The flexible operation of carbon capture units is crucial for the economic performance of coal-fired power plants equipped with CO 2 capture systems. This paper aims to investigate the impact of electricity, CO 2 , and fuel prices on the economic operation of such plants. A novel economic optimization model is proposed, integrating a static model of the carbon capture system with a particle swarm optimization algorithm. A new concept, the CO 2 boundary price, is introduced as a key metric for determining the operating conditions of CO 2 capture units. The CO 2 boundary price rises when the power load decreases due to the decline in power generation efficiency, and it also increases with rising fuel prices, as the cost of steam for CO 2 capture increases. Additionally, when the objective is to meet power load demand, CO 2 prices have a great influence on the operation of CO 2 capture units, assuming fixed coal and electricity prices.
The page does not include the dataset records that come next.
//! Per-method handler registry.

use crate::reply::Reply;
use indexmap::IndexMap;
use portico_core::{FunctionContext, HeaderValue, PorticoError, PorticoResult, ProxyEvent, ResponseEnvelope};
use portico_pipeline::BoxFuture;
use portico_validate::SectionSet;
use std::collections::HashMap;
use std::sync::Arc;

/// A boxed business executor: receives the processed event and the
/// invocation context, returns a [`Reply`].
pub type Executor =
    Arc<dyn Fn(ProxyEvent, FunctionContext) -> BoxFuture<'static, PorticoResult<Reply>> + Send + Sync>;

/// A per-method response hook: receives the assembled envelope and may
/// return a replacement.
pub type ResponseHook =
    Arc<dyn Fn(ResponseEnvelope) -> BoxFuture<'static, PorticoResult<ResponseEnvelope>> + Send + Sync>;

/// The bundle attached to one HTTP method: section validators, the business
/// executor, the response hook, and method-specific response headers.
pub struct MethodHandler {
    pub(crate) sections: Option<Arc<SectionSet>>,
    pub(crate) executor: Executor,
    pub(crate) on_response: Option<ResponseHook>,
    pub(crate) headers: IndexMap<String, HeaderValue>,
}

/// HTTP methods a handler can register for.
pub const SUPPORTED_METHODS: [&str; 6] = ["GET", "PUT", "POST", "DELETE", "HEAD", "PATCH"];

/// Immutable per-method handler table, built once at definition time and
/// reused across warm invocations.
#[derive(Default)]
pub struct MethodRegistry {
    handlers: HashMap<String, Arc<MethodHandler>>,
}

impl MethodRegistry {
    /// Normalizes a method name to uppercase, rejecting unsupported names.
    ///
    /// # Errors
    ///
    /// Returns a configuration error naming the method when it is not one
    /// of [`SUPPORTED_METHODS`].
    pub fn normalize(method: &str) -> PorticoResult<String> {
        let normalized = method.trim().to_ascii_uppercase();
        if SUPPORTED_METHODS.contains(&normalized.as_str()) {
            Ok(normalized)
        } else {
            Err(PorticoError::configuration(format!(
                "unsupported http method: {method}"
            )))
        }
    }

    pub(crate) fn insert(&mut self, method: String, handler: MethodHandler) {
        self.handlers.insert(method, Arc::new(handler));
    }

    /// Looks up the handler for an already-uppercased method name.
    #[must_use]
    pub(crate) fn lookup(&self, method: &str) -> Option<Arc<MethodHandler>> {
        self.handlers.get(method).cloned()
    }

    /// The registered method names.
    #[must_use]
    pub fn methods(&self) -> Vec<&str> {
        self.handlers.keys().map(String::as_str).collect()
    }

    /// Whether no methods are registered.
    #[must_use]
    pub fn is_empty(&self) -> bool {
        self.handlers.is_empty()
    }
}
However, when the primary goal is to maximize plant profitability, the system’s operational conditions are strongly influenced by the relative prices of electricity and CO 2 . The proposed optimization model and the uncovered price-effect mechanisms provide valuable insights into the economic operation of carbon capture power plants.

Suggested Citation

  • Jinning Yang & Chaowei Wang & Dong Xu & Xuehai Yu & Yang Yang & Zhiyong Wang & Xiao Wu, 2024. "Study on the Economic Operation of a 1000 MWe Coal-Fired Power Plant with CO 2 Capture," Energies, MDPI, vol. 17(19), pages 1-17, October.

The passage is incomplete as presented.